Gradually, the time between the onset of a psychiatric condition and when a patient starts to receive treatment has decreased. “It is getting shorter, that means there is something is changing in society,” Shen says.

And he says there has been a big improvement in attitudes towards people with depression in Taiwan.

“People accept it much better than psychosis, but still they have some hesitancy in talking with others about depression, anxiety," he says. “No one would dare say to their boss, ‘I feel depressed today, can I get the day off?’ It is not possible in Taiwan. You can only say, you have a stomachache, a headache, some physical problem."


Source: Ministry of Health and Welfare

The number of professionals at psychiatric care institutions in Taiwan, 1985-2015

Into the community

Broadly, Shen points to a slow improvement in how Taiwan delivers mental health care over the past 30 years. Initially, policymakers concentrated on building the capacity to care for patients in public institutions.

“At the beginning, we all focused on the manpower, how many psychiatric beds we had,” Shen says.

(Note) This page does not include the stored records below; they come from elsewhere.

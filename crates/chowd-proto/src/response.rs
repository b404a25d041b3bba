//! Structured responses.
//!
//! A [`Response`] is plain data: a [`Reply`] describing what happened plus the
//! static [`MENU`] of commands the client can send next. Turning it into
//! markup or text is the job of [`crate::render`].

use crate::item::{Item, PlacedOrder};
use serde::Serialize;

/// How a client should present a reply.
#[derive(Debug, Clone, Copy, PartialEq, Eq, Serialize)]
#[serde(rename_all = "lowercase")]
pub enum Severity {
    /// The command changed state as requested.
    Success,
    /// A listing, or a command that had nothing to act on.
    Info,
    /// The command could not be honoured.
    Error,
}

/// Failures raised outside the order state machine.
#[derive(Debug, Clone, Copy, PartialEq, Eq, Serialize)]
#[serde(rename_all = "snake_case")]
pub enum Fault {
    /// No session is bound to the connection.
    SessionNotFound,
    /// The transition could not be computed.
    Internal,
    /// The client exceeded its message rate.
    Flood,
    /// The client sent a frame longer than the configured limit.
    LineTooLong,
}

impl Fault {
    /// Human-readable text shown to the client.
    pub fn message(&self) -> &'static str {
        match self {
            Self::SessionNotFound => "Session not found",
            Self::Internal => "An error occurred while processing your request",
            Self::Flood => "Excess flood",
            Self::LineTooLong => "Input line too long",
        }
    }
}

/// The operation-specific part of a response.
#[derive(Debug, Clone, PartialEq, Eq, Serialize)]
#[serde(tag = "kind", rename_all = "snake_case")]
pub enum Reply {
    /// Greeting sent when a connection opens.
    Welcome,
    /// Full catalog, in declared order.
    Catalog {
        /// Catalog items.
        items: Vec<Item>,
    },
    /// An item was appended to the cart.
    ItemAdded {
        /// The item that was added.
        item: Item,
    },
    /// The requested id does not name a catalog item.
    InvalidSelection,
    /// Current cart contents.
    Cart {
        /// Items in selection order.
        items: Vec<Item>,
        /// Sum of item prices.
        total: u64,
    },
    /// The cart is empty.
    NoCurrentOrder,
    /// The cart was emptied.
    CartCancelled,
    /// Cancel was requested on an empty cart.
    NothingToCancel,
    /// The cart was recorded in history and emptied.
    OrderPlaced {
        /// The order as recorded.
        order: PlacedOrder,
    },
    /// Checkout was requested on an empty cart.
    NothingToPlace,
    /// Every placed order with the grand total.
    History {
        /// Placed orders, oldest first.
        orders: Vec<PlacedOrder>,
        /// Sum of every item price across every order.
        total: u64,
    },
    /// No order has been placed yet.
    NoHistory,
    /// A dispatcher-level failure.
    Fault {
        /// What went wrong.
        fault: Fault,
    },
}

impl Reply {
    /// Presentation severity of this reply.
    pub fn severity(&self) -> Severity {
        match self {
            Self::ItemAdded { .. } | Self::CartCancelled | Self::OrderPlaced { .. } => {
                Severity::Success
            }
            Self::InvalidSelection | Self::Fault { .. } => Severity::Error,
            Self::Welcome
            | Self::Catalog { .. }
            | Self::Cart { .. }
            | Self::NoCurrentOrder
            | Self::NothingToCancel
            | Self::NothingToPlace
            | Self::History { .. }
            | Self::NoHistory => Severity::Info,
        }
    }

    /// The status line for this reply.
    ///
    /// Listings return their heading.
    pub fn message(&self) -> String {
        match self {
            Self::Welcome => "Welcome! Choose an option below to start your order.".to_string(),
            Self::Catalog { .. } => "Select the meal number to add to your order.".to_string(),
            Self::ItemAdded { item } => format!(
                "{} added to your order. You can add more items or proceed to checkout.",
                item.name
            ),
            Self::InvalidSelection => "Invalid selection. Please try again.".to_string(),
            Self::Cart { .. } => "Your current order:".to_string(),
            Self::NoCurrentOrder => "You have not placed an order yet.".to_string(),
            Self::CartCancelled => "Your current order has been cancelled.".to_string(),
            Self::NothingToCancel => "No order to cancel.".to_string(),
            Self::OrderPlaced { .. } => {
                "Order placed successfully! Would you like to place another order?".to_string()
            }
            Self::NothingToPlace => "No order to place.".to_string(),
            Self::History { .. } => "Your order history:".to_string(),
            Self::NoHistory => "No order history found.".to_string(),
            Self::Fault { fault } => fault.message().to_string(),
        }
    }

    /// Static name used for logging and metric labels.
    pub fn kind(&self) -> &'static str {
        match self {
            Self::Welcome => "welcome",
            Self::Catalog { .. } => "catalog",
            Self::ItemAdded { .. } => "item_added",
            Self::InvalidSelection => "invalid_selection",
            Self::Cart { .. } => "cart",
            Self::NoCurrentOrder => "no_current_order",
            Self::CartCancelled => "cart_cancelled",
            Self::NothingToCancel => "nothing_to_cancel",
            Self::OrderPlaced { .. } => "order_placed",
            Self::NothingToPlace => "nothing_to_place",
            Self::History { .. } => "history",
            Self::NoHistory => "no_history",
            Self::Fault { .. } => "fault",
        }
    }
}

/// One line of the command menu.
#[derive(Debug, Clone, Copy, PartialEq, Eq, Serialize)]
pub struct MenuEntry {
    /// Token the client sends.
    pub token: &'static str,
    /// What the token does.
    pub label: &'static str,
}

/// The commands a client can send, attached to every response.
pub const MENU: &[MenuEntry] = &[
    MenuEntry {
        token: "1",
        label: "place an order",
    },
    MenuEntry {
        token: "99",
        label: "to checkout order",
    },
    MenuEntry {
        token: "98",
        label: "to see order history",
    },
    MenuEntry {
        token: "97",
        label: "to see current order",
    },
    MenuEntry {
        token: "0",
        label: "to cancel order",
    },
];

/// A reply paired with the command menu.
#[derive(Debug, Clone, PartialEq, Eq, Serialize)]
pub struct Response {
    /// What happened.
    pub reply: Reply,
    /// Severity of `reply`, duplicated for clients that only read this field.
    pub severity: Severity,
    /// Next available commands.
    pub menu: &'static [MenuEntry],
}

impl Response {
    /// Wrap `reply` with the standard menu.
    pub fn new(reply: Reply) -> Self {
        Self {
            severity: reply.severity(),
            reply,
            menu: MENU,
        }
    }

    /// A response carrying a dispatcher-level fault.
    pub fn fault(fault: Fault) -> Self {
        Self::new(Reply::Fault { fault })
    }

    /// The fault carried by this response, if any.
    pub fn as_fault(&self) -> Option<Fault> {
        match self.reply {
            Reply::Fault { fault } => Some(fault),
            _ => None,
        }
    }
}

impl From<Reply> for Response {
    fn from(reply: Reply) -> Self {
        Self::new(reply)
    }
}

However, as Taiwan built up its institutions, many people in the sector, like Shen, trained overseas and observed that the structure of treatment in the West was concurrently progressing towards a greater focus on working in the community, rather than institutions. Subsequently, in the past 20 years, the country has been trying to move to a more community-level system, with a focus on awareness, prevention and early stage care.

But as policymakers work to shift mental health services from the institutions to the community, they still meet “a lot” of resistance, Shen says.

“The people still do not accept the psychiatric patients. Though it is much improved from before, we are still in the process. That is the real situation," he says. “If we want to have a mental health center in the community – like a halfway house – neighbors will have a lot of anger over that. Not only because it may decrease the value of their house, but because they fear those patients might harm them.”

If health care professionals cannot work with the community to help patients earlier, people like Wang may continue to slip through the cracks.

In her inauguration speech in May last year, when the murder of Little Light Bulb was still fresh in the minds of many Taiwanese, President Tsai Ing-wen (蔡英文) acknowledged the country’s social safety net was “full of holes.”

“Over the past few years, several incidents of violent crime affecting the safety of children and youth have shaken our entire society,” Tsai said. “We must do everything we can to prevent the repeated occurrences of tragedy by swiftly mending holes in areas such as public safety, education, mental health and social work.”

The new administration would address those issues with the "utmost seriousness and readiness to act," she said.

Shen, however, has seen little change.

While perhaps not agreeing with Huang’s “ticking time bomb” warning, Shen suggests it may take another incident of a similar magnitude to the horrific death of Little Light Bulb before the government takes notice and gives his department the resources it needs.

“I have to wait for some big problem to happen,” he says.